Welcome to the MMACA

Publication date: 21/11/2019


Narrative

Publication date: 21/11/2019

Narrative

Abstract

Contribute to the promotion of mathematical education and to disseminate a social image different from a discipline that is considered difficult, unpleasant and abstract. These are the objectives of the MMACA project, the Mathematics Museum of Catalonia, launched in 2005. It has gone a long way to reach its eighty thousand visitors per year to the permanent exhibition of Cornellà, and to maintain the traveling exhibition active. And there is still a lot to come.

Welcome to the MMACA.(1) This is the greeting expected by each of the more than thirty-five thousand students that every year visit the permanent exhibition completed on the ground floor (aimed for the elementary school students) and the second floor of the Palau Mercader, near Barcelona, in the middle of a busy park.

The educator hosting the group communicates some important rules to soften the impact of such a large number (and wild!) of visitors, on a limited area in a historic building - which means fragile. Then they continue to show how to interact with the modules of the exhibition through a brief guided activity, chosen based on the age of the group or the demands of the accompanying teaching staff.
The rest of the tour is a free workshop-like activity, where students can choose what activities to do and how much time they spend within the time the group will be in the room. After that, they move to another of the six environments that form the permanent exhibition, aimed at school groups from fifth grade to high school.
Two groups of students visit the exhibition in parallel, accompanied by their teachers and a museum educator, who is available to facilitate communication with the modules and among the groups spontaneously formed (or not so) to resolve challenges and finish the activities collaboratively.

The intervention of the educator must be as minimal as possible, and their instructions brief and limited.
Students must have time to do their self-chosen activity, to build the necessary concepts to do so, and also to reflect on the contents, formulate hypotheses and conduct their experiments.
The educator must not solve challenges. They should only converse and guide, and suggest through questions. They do accompany, but they do not guide.
Our goal is not to satisfy all the questions, but to generate new ones and, if possible, to get to more accurate and fruitful questions. We want to influence and stimulate a learning process unlimited in time and in space: heuristic, holistic.
The visit to the exhibition for the youngest students (first to fourth year of elementary school) is more directly driven. The educator gives a general overview of the exhibition before the group is able to work with the material alone. The space for such activity is smaller and hosts a single group. At the same time, another group will be doing a calculus or geometry workshop right in the next room, with the most suitable contents for each age. After seventy-five minutes both groups will exchange their activities.

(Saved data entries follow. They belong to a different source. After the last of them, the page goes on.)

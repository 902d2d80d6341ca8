use crate::convert::{require_name, Convert};
use crate::db::{EntityKind, MinionRepository, OnFailure, ParentRepository, Session};
use crate::error::{Error, Result};
use crate::models::Minion;

use super::ensure_name_free;

#[derive(Debug, Clone, Copy, Default)]
pub struct MinionService {
    repo: MinionRepository,
    parents: ParentRepository,
}

impl MinionService {
    pub fn new() -> Self {
        Self::default()
    }

    /// All minions, or the ones with this name.
    pub fn get(&self, session: &Session<'_>, name: Option<&str>) -> Result<Vec<Minion>> {
        let entities = self.repo.find_by_name(session.conn(), name)?;
        Ok(entities.iter().map(Minion::from_entity).collect())
    }

    /// Store a new minion under the parent named by `parentName`.
    ///
    /// The duplicate check, the parent lookup and the insert share one unit
    /// of work, so the minion is never visible without its parent.
    pub fn create(&self, session: &mut Session<'_>, minion: Minion) -> Result<Minion> {
        let name = require_name(minion.name.as_deref(), EntityKind::Minion)?;

        let uow = session.begin(OnFailure::Rollback, "create minion")?;
        ensure_name_free(&self.repo, &uow, name)?;

        let mut entity = minion.to_entity()?;
        let parent_name = minion.parent_name.as_deref().ok_or_else(|| {
            Error::InvalidInput(
                "The parentName parameter is mandatory when creating a Minion".to_string(),
            )
        })?;
        let parent = self.parents.find_unique(&uow, parent_name)?;
        entity.attach(&parent)?;

        self.repo.insert(&uow, &mut entity)?;
        uow.commit()?;

        tracing::info!("Created minion {} under parent {}", name, parent_name);
        Ok(minion)
    }

    /// Partial update; a new `parentName` moves the minion to that parent.
    pub fn update(&self, session: &mut Session<'_>, name: &str, changes: Minion) -> Result<Minion> {
        let entity = self.repo.update(session, name, changes)?;
        Ok(Minion::from_entity(&entity))
    }

    pub fn delete(&self, session: &mut Session<'_>, name: Option<&str>) -> Result<usize> {
        self.repo.remove(session, name)
    }
}
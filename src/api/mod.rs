mod handlers;

use axum::{
    routing::get,
    Router,
};
use tower_http::{cors::CorsLayer, trace::TraceLayer};

use crate::db::Database;

/// Prefix every route is nested under.
pub const API_PREFIX: &str = "/api/v1";

pub fn create_router(db: Database) -> Router {
    let api = Router::new()
        // Parents
        .route(
            "/Parent",
            get(handlers::list_parents)
                .post(handlers::create_parent)
                .delete(handlers::delete_all_parents),
        )
        .route(
            "/Parent/{name}",
            get(handlers::get_parent)
                .put(handlers::update_parent)
                .delete(handlers::delete_parent),
        )
        // Minions
        .route(
            "/Minion",
            get(handlers::list_minions)
                .post(handlers::create_minion)
                .delete(handlers::delete_all_minions),
        )
        .route(
            "/Minion/{name}",
            get(handlers::get_minion)
                .put(handlers::update_minion)
                .delete(handlers::delete_minion),
        )
        // Health
        .route("/health", get(handlers::health));

    Router::new()
        .nest(API_PREFIX, api)
        .layer(TraceLayer::new_for_http())
        .layer(CorsLayer::permissive())
        .with_state(db)
}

The exhibitions in the Palau Mercader are open to school visits in the morning from Monday to Friday, with a schedule that has been adapted and extended to respond to an overflowing demand. For the same reason, we have enhanced the format of the visits with a workshop (the “cúpules de Leonardo”, Leonardo’s domes) and a scavenger hunt, which are held in the park. Almost all the visiting schools ask for more than one activity. Last year we received eighty thousand students, approximately.
The exhibition is open to the public, either individually or in groups, on Mondays and Wednesdays and on Sunday morning. Anyhow, our goal remains the same - offering a different way of learning and enjoying mathematics and changing its social image, one of an arid, boring and too difficult discipline.
Seeing the response of our visitors during the five years since the permanent exhibition’s inauguration (eleven since the itinerant exhibition’s), it certainly looks like we are managing to reach the two types of people that, in our opinion, do exist in the world: those who love mathematics and those who still do not know that they love mathematics.
We do everything with simple, friendly, attractive modules that are easy to use. We make sure that their dimensions, colors and materials (basically MDF, PVC and EVA) are the most appropriate for such principle. Our modules communicate and invite the visitor to solve the proposed challenges. Calculus, geometry, statistics, combinatorics and topology accompany our strategy games and our collection of giant mirrors and kaleidoscopes, which may be more distant to mathematical contents, but such activities are surprising and even more involving. Our golden rule remains the same there too: "Not touching is forbidden!"
We produce almost all our modules in personal workshops that, following the evolution of the project, have been enriched with new machinery.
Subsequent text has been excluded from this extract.